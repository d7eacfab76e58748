//! Mechanical press: a reciprocating head driven by rotational speed.
//!
//! A pressing cycle is [`PRESS_CYCLE`] running-ticks long. The head
//! accelerates down during the first two thirds of the cycle and retracts
//! linearly during the last third.

use crate::actuator::ExtensionProgress;
use serde::{Deserialize, Serialize};

/// Running-ticks per pressing cycle.
pub const PRESS_CYCLE: i32 = 240;

/// Rotational speed (rpm) at which the press reaches its fastest stroke.
pub const MAX_STROKE_RPM: f32 = 512.0;

/// Rotation-driven press head; the actuator stations look for above them.
#[derive(Debug, Clone, PartialEq, Serialize, Deserialize)]
pub struct MechanicalPress {
    /// Rotational speed feeding the press. Sign is ignored.
    pub rpm: f32,
    /// Start a new cycle as soon as one finishes.
    pub repeat: bool,
    running: bool,
    running_ticks: i32,
    prev_running_ticks: i32,
}

impl MechanicalPress {
    /// Idle, single-stroke press.
    pub fn new(rpm: f32) -> Self {
        Self {
            rpm,
            repeat: false,
            running: false,
            running_ticks: 0,
            prev_running_ticks: 0,
        }
    }

    /// A press that cycles continuously while it has speed.
    pub fn repeating(rpm: f32) -> Self {
        Self {
            repeat: true,
            ..Self::new(rpm)
        }
    }

    /// Mid-stroke.
    pub fn is_running(&self) -> bool {
        self.running
    }

    /// Running, or a repeating press with speed that will start on its next tick.
    pub fn is_active(&self) -> bool {
        self.running || (self.repeat && self.rpm != 0.0)
    }

    /// Progress through the current cycle, `0..PRESS_CYCLE`.
    pub fn running_ticks(&self) -> i32 {
        self.running_ticks
    }

    /// Running-ticks gained per game tick: 1 at standstill up to 60 at full speed.
    pub fn running_tick_speed(&self) -> i32 {
        let t = (self.rpm.abs() / MAX_STROKE_RPM).clamp(0.0, 1.0);
        (1.0 + t * 59.0) as i32
    }

    /// Begin a pressing cycle. Returns `false` if the press has no speed or
    /// is already mid-cycle.
    pub fn start(&mut self) -> bool {
        if self.rpm == 0.0 || self.running {
            return false;
        }
        self.running = true;
        self.running_ticks = 0;
        self.prev_running_ticks = 0;
        true
    }

    /// Advance the head by one game tick.
    pub fn tick(&mut self) {
        if !self.running {
            if self.repeat {
                self.start();
            }
            return;
        }

        if self.rpm == 0.0 {
            self.stop();
            return;
        }

        self.prev_running_ticks = self.running_ticks;
        self.running_ticks += self.running_tick_speed();

        if self.running_ticks >= PRESS_CYCLE {
            self.stop();
            if self.repeat {
                self.start();
            }
        }
    }

    /// Abort the cycle and retract the head.
    pub fn stop(&mut self) {
        self.running = false;
        self.running_ticks = 0;
        self.prev_running_ticks = 0;
    }
}

impl ExtensionProgress for MechanicalPress {
    fn extension_progress(&self, partial_ticks: f32) -> f32 {
        if !self.running {
            return 0.0;
        }
        let prev = self.prev_running_ticks as f32;
        let ticks = prev + (self.running_ticks as f32 - prev) * partial_ticks;
        let cycle = PRESS_CYCLE as f32;

        if self.running_ticks < PRESS_CYCLE * 2 / 3 {
            (ticks / cycle * 2.0).powi(3).clamp(0.0, 1.0)
        } else {
            ((cycle - ticks) / cycle * 3.0).clamp(0.0, 1.0)
        }
    }
}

* **Exercise brief**:
Copy every line from the records above that contains the word "impl".

* **Written reply**:
impl MechanicalPress {
impl ExtensionProgress for MechanicalPress {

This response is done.